Zhou Zhengming, Liu Yang, Nie Xiaoke, Cao Jianhua, Zhu Xiaojian, Yao Li, Zhang Weidong, Yu Jiang, Wu Gang, Liu Yonghua, Yang Huiguang
Department of Orthopaedics, Affiliated Jiangyin Hospital of Nantong University, Nantong, 226001, Jiangsu, People's Republic of China.
Cell Mol Neurobiol. 2014 Oct;34(7):1023-36. doi: 10.1007/s10571-014-0078-1. Epub 2014 Jun 25.

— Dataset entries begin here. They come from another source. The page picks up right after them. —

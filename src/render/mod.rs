pub mod camera;
pub mod frame;
pub mod gpu;
pub mod pipeline;
pub mod text;
use crate::audio::spectrogram::SpectrogramMatrix;

use super::terrain::HEIGHT_HEADROOM;

/// Number of crest sample points across the frequency axis. Decoupled from
/// the matrix's frequency resolution; resampled nearest-neighbor.
pub const SCAN_POINTS: usize = 96;

/// Playback timeline on the scheduler's clock. Armed atomically by
/// `play`; `playing` flips to false exactly once, either past `duration`
/// or on an explicit stop.
#[derive(Clone, Copy, Debug)]
pub struct PlaybackClock {
    pub start_time: f64,
    pub duration: f64,
    pub playing: bool,
}

impl PlaybackClock {
    /// Monotonic playback progress in 0..=1, or None when the clock is
    /// stopped or has run past its duration.
    pub fn progress(&self, now: f64) -> Option<f64> {
        if !self.playing || self.duration <= 0.0 {
            return None;
        }
        let elapsed = now - self.start_time;
        if elapsed > self.duration {
            return None;
        }
        Some((elapsed / self.duration).max(0.0))
    }
}

/// Per-frame wavefront geometry: the crest line strip at the current
/// playback position and a curtain dropping from it to the base plane.
/// The curtain's top vertices reuse the crest positions. Ephemeral:
/// recomputed every frame, never persisted.
pub struct ScanOverlay {
    pub crest: Vec<[f32; 3]>,
    /// Interleaved top/bottom vertices, `2 * SCAN_POINTS` entries.
    pub curtain_positions: Vec<[f32; 3]>,
    pub curtain_indices: Vec<u32>,
}

pub struct PlaybackScanner {
    volume_size: f32,
}

impl PlaybackScanner {
    pub fn new(volume_size: f32) -> Self {
        Self { volume_size }
    }

    /// Overlay for the current frame, or None when idle. Heights are
    /// normalized against the same global peak the terrain build uses, so
    /// the crest sits exactly on the ridge currently playing.
    pub fn scan(
        &self,
        clock: &PlaybackClock,
        now: f64,
        matrix: &SpectrogramMatrix,
    ) -> Option<ScanOverlay> {
        let progress = clock.progress(now)?;
        Some(self.overlay_at(progress, matrix))
    }

    pub(crate) fn overlay_at(&self, progress: f64, matrix: &SpectrogramMatrix) -> ScanOverlay {
        let time_bins = matrix.time_bins();
        let freq_bins = matrix.freq_bins();
        let t = time_index(progress, time_bins);

        let peak = matrix.normalization_peak();
        let max_height = self.volume_size * HEIGHT_HEADROOM;
        // Raised a hair off the surface so the crest does not z-fight the
        // terrain triangles it traces.
        let lift = self.volume_size * 0.004;
        let z = t as f32 / (time_bins - 1) as f32 * self.volume_size;

        let mut crest = Vec::with_capacity(SCAN_POINTS);
        for p in 0..SCAN_POINTS {
            let ratio = p as f32 / (SCAN_POINTS - 1) as f32;
            let f = ((ratio * (freq_bins - 1) as f32).floor() as usize).min(freq_bins - 1);
            let level = matrix.at(t, f) / peak;
            let x = ratio * self.volume_size;
            crest.push([x, level * max_height + lift, z]);
        }

        let mut curtain_positions = Vec::with_capacity(2 * SCAN_POINTS);
        for &top in &crest {
            curtain_positions.push(top);
            curtain_positions.push([top[0], 0.0, top[2]]);
        }

        let mut curtain_indices = Vec::with_capacity((SCAN_POINTS - 1) * 6);
        for p in 0..(SCAN_POINTS as u32 - 1) {
            let top = 2 * p;
            let bottom = top + 1;
            curtain_indices.extend_from_slice(&[
                top,
                bottom,
                top + 2,
                top + 2,
                bottom,
                bottom + 2,
            ]);
        }

        ScanOverlay {
            crest,
            curtain_positions,
            curtain_indices,
        }
    }
}

/// Matrix row for a playback progress value. The matrix stores rows
/// newest-first, so the sweep traverses indices from the back toward 0.
pub(crate) fn time_index(progress: f64, time_bins: usize) -> usize {
    let raw = ((1.0 - progress) * time_bins as f64).floor() as i64;
    raw.clamp(0, time_bins as i64 - 1) as usize
}

#[cfg(test)]
mod tests {
    use super::*;
    use crate::audio::spectrogram::{FREQ_BINS, TIME_BINS};

    fn flat_matrix(value: f32) -> SpectrogramMatrix {
        SpectrogramMatrix::from_values(vec![value; TIME_BINS * FREQ_BINS])
    }

    fn running_clock() -> PlaybackClock {
        PlaybackClock {
            start_time: 100.0,
            duration: 10.0,
            playing: true,
        }
    }

    #[test]
    fn progress_at_half_duration() {
        let clock = running_clock();
        assert_eq!(clock.progress(105.0), Some(0.5));
        assert_eq!(time_index(0.5, TIME_BINS), TIME_BINS / 2);
    }

    #[test]
    fn clock_past_duration_is_idle() {
        let clock = running_clock();
        assert_eq!(clock.progress(110.5), None);

        let scanner = PlaybackScanner::new(10.0);
        assert!(scanner.scan(&clock, 110.5, &flat_matrix(1.0)).is_none());
    }

    #[test]
    fn stopped_clock_hides_overlay() {
        let mut clock = running_clock();
        clock.playing = false;
        let scanner = PlaybackScanner::new(10.0);
        assert!(scanner.scan(&clock, 101.0, &flat_matrix(1.0)).is_none());
    }

    #[test]
    fn time_index_is_clamped_at_both_ends() {
        assert_eq!(time_index(0.0, TIME_BINS), TIME_BINS - 1);
        assert_eq!(time_index(1.0, TIME_BINS), 0);
        assert_eq!(time_index(1.5, TIME_BINS), 0);
    }

    #[test]
    fn curtain_tops_share_crest_positions() {
        let scanner = PlaybackScanner::new(10.0);
        let overlay = scanner.overlay_at(0.25, &flat_matrix(3.0));

        assert_eq!(overlay.crest.len(), SCAN_POINTS);
        assert_eq!(overlay.curtain_positions.len(), 2 * SCAN_POINTS);
        for (p, &top) in overlay.crest.iter().enumerate() {
            assert_eq!(overlay.curtain_positions[2 * p], top);
            let bottom = overlay.curtain_positions[2 * p + 1];
            assert_eq!(bottom[1], 0.0);
            assert_eq!(bottom[0], top[0]);
            assert_eq!(bottom[2], top[2]);
        }
    }

    #[test]
    fn crest_height_matches_terrain_normalization() {
        // Uniform matrix: every crest point sits at the headroom height
        // (plus the z-fight lift) just like the terrain ridge.
        let size = 10.0;
        let scanner = PlaybackScanner::new(size);
        let overlay = scanner.overlay_at(0.5, &flat_matrix(42.0));

        let expected = size * HEIGHT_HEADROOM + size * 0.004;
        for point in &overlay.crest {
            assert!((point[1] - expected).abs() < 1e-4);
        }
    }

    #[test]
    fn crest_spans_the_frequency_axis() {
        let size = 10.0;
        let scanner = PlaybackScanner::new(size);
        let overlay = scanner.overlay_at(0.5, &flat_matrix(1.0));
        assert_eq!(overlay.crest[0][0], 0.0);
        assert!((overlay.crest[SCAN_POINTS - 1][0] - size).abs() < 1e-5);
    }
}
use serde::Deserialize;
use std::path::PathBuf;

#[derive(Debug, Default, Deserialize)]
pub struct Config {
    #[serde(default)]
    pub output: OutputConfig,
    #[serde(default)]
    pub scene: SceneConfig,
}

#[derive(Debug, Deserialize)]
pub struct OutputConfig {
    #[serde(default = "default_width")]
    pub width: u32,
    #[serde(default = "default_height")]
    pub height: u32,
    #[serde(default = "default_fps")]
    pub fps: u32,
    #[serde(default = "default_crf")]
    pub crf: u32,
    #[serde(default = "default_codec")]
    pub codec: String,
}

#[derive(Debug, Deserialize)]
pub struct SceneConfig {
    #[serde(default = "default_size")]
    pub size: f32,
    #[serde(default = "default_ticks")]
    pub ticks: usize,
    #[serde(default)]
    pub colors: Vec<String>,
    #[serde(default = "default_orbit_speed")]
    pub orbit_speed: f32,
}

impl Default for OutputConfig {
    fn default() -> Self {
        Self {
            width: default_width(),
            height: default_height(),
            fps: default_fps(),
            crf: default_crf(),
            codec: default_codec(),
        }
    }
}

impl Default for SceneConfig {
    fn default() -> Self {
        Self {
            size: default_size(),
            ticks: default_ticks(),
            colors: Vec::new(),
            orbit_speed: default_orbit_speed(),
        }
    }
}

fn default_width() -> u32 { 1280 }
fn default_height() -> u32 { 720 }
fn default_fps() -> u32 { 30 }
fn default_crf() -> u32 { 18 }
fn default_codec() -> String { "libx264".into() }
fn default_size() -> f32 { 10.0 }
fn default_ticks() -> usize { 4 }
fn default_orbit_speed() -> f32 { 0.04 }

pub fn load_config(path: &PathBuf) -> Option<Config> {
    let content = std::fs::read_to_string(path).ok()?;
    toml::from_str(&content).ok()
}
use clap::Parser;
use std::path::PathBuf;

#[derive(Parser, Debug)]
#[command(
    name = "sonoterra",
    about = "Renders an audio clip as a 3D spectrogram terrain flyover video"
)]
pub struct Cli {
    /// Input audio file or http(s) URL (WAV, MP3, FLAC, OGG, AAC)
    pub input: Option<String>,

    /// Output video file
    #[arg(short, long, default_value = "terrain.mp4")]
    pub output: PathBuf,

    /// Config file path (defaults to sonoterra.toml or the user config dir)
    #[arg(short, long)]
    pub config: Option<PathBuf>,

    /// Video width in pixels
    #[arg(long, default_value_t = 1280)]
    pub width: u32,

    /// Video height in pixels
    #[arg(long, default_value_t = 720)]
    pub height: u32,

    /// Frames per second of the render loop and output video
    #[arg(long, default_value_t = 30)]
    pub fps: u32,

    /// H.264 CRF quality (0-51, lower = better). Ignored when --bitrate is set.
    #[arg(long, default_value_t = 18)]
    pub crf: u32,

    /// Video bitrate (e.g. 2400k, 5M). When set, uses -b:v instead of -crf.
    #[arg(short, long)]
    pub bitrate: Option<String>,

    /// FFmpeg video codec
    #[arg(long, default_value = "libx264")]
    pub codec: String,

    /// FFmpeg pixel format
    #[arg(long, default_value = "yuv420p")]
    pub pix_fmt: String,

    /// Terrain colors as hex values: one for a flat color, two for a
    /// gradient across the frequency axis
    #[arg(long, value_delimiter = ',')]
    pub colors: Vec<String>,

    /// Edge length of the visualization volume
    #[arg(long, default_value_t = 10.0)]
    pub size: f32,

    /// Gridline ticks per cage axis
    #[arg(long, default_value_t = 4)]
    pub ticks: usize,

    /// Camera orbit speed in radians per second (0 = fixed viewpoint)
    #[arg(long, default_value_t = 0.04)]
    pub orbit_speed: f32,

    /// Title text overlay
    #[arg(long)]
    pub title: Option<String>,

    /// Show elapsed time overlay
    #[arg(long)]
    pub show_time: bool,

    /// Skip numeric axis labels
    #[arg(long)]
    pub no_labels: bool,

    /// Font file for text overlays
    #[arg(long)]
    pub font: Option<PathBuf>,

    /// Download the overlay font from a URL
    #[arg(long)]
    pub font_url: Option<String>,
}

SYF2 is a putative homolog of human p29 in Saccharomyces cerevisiae. It seems to be involved in pre-mRNA splicing and cell cycle progression. Disruption of SYF2 leads to reduced α-tubulin expression and delayed nerve system development in zebrafish. Due to the potential of SYF2 in modulating microtubule dynamics in nervous system, we investigated the spatiotemporal expression of SYF2 in a rat sciatic nerve crush (SNC) model. We found that SNC resulted in a significant upregulation of SYF2 from 3 days to 1 week and subsequently returned to the normal level at 4 weeks. At its peak expression, SYF2 distributed predominantly in Schwann cells. In addition, upregulation of SYF2 was approximately in parallel with Oct-6, and numerous Schwann cells expressing SYF2 were Oct-6 positive. In vitro, we observed enhanced expression of SYF2 during the process of cyclic adenosine monophosphate (cAMP)-induced Schwann cell differentiation. SYF2-specific siRNA-transfected Schwann cells did not show significant morphological change in the process of Schwann cell differentiation. Also, we found shorter and disorganized microtubule structure and a decreased migration in SYF2-specific siRNA-transfected Schwann cells. Together, these findings indicated that the upregulation of SYF2 was associated with Schwann cell differentiation and migration following sciatic nerve crush.
SYF2是酿酒酵母中人类p29的假定同源物。它似乎参与了前体mRNA剪接和细胞周期进程。SYF2的缺失导致斑马鱼中α-微管蛋白表达减少和神经系统发育延迟。由于SYF2在调节神经系统微管动力学方面的潜力,我们在大鼠坐骨神经挤压(SNC)模型中研究了SYF2的时空表达。我们发现,SNC导致SYF2从第3天到第1周显著上调,随后在第4周恢复到正常水平。在其表达峰值时,SYF2主要分布在施万细胞中。此外,SYF2的上调与Oct-6大致平行,并且许多表达SYF2的施万细胞Oct-6呈阳性。在体外,我们观察到在环磷酸腺苷(cAMP)诱导的施万细胞分化过程中SYF2表达增强。用SYF2特异性siRNA转染的施万细胞在施万细胞分化过程中未显示出明显的形态变化。此外,我们发现在用SYF2特异性siRNA转染的施万细胞中微管结构更短且紊乱,迁移减少。总之,这些发现表明SYF2的上调与坐骨神经挤压后施万细胞的分化和迁移有关。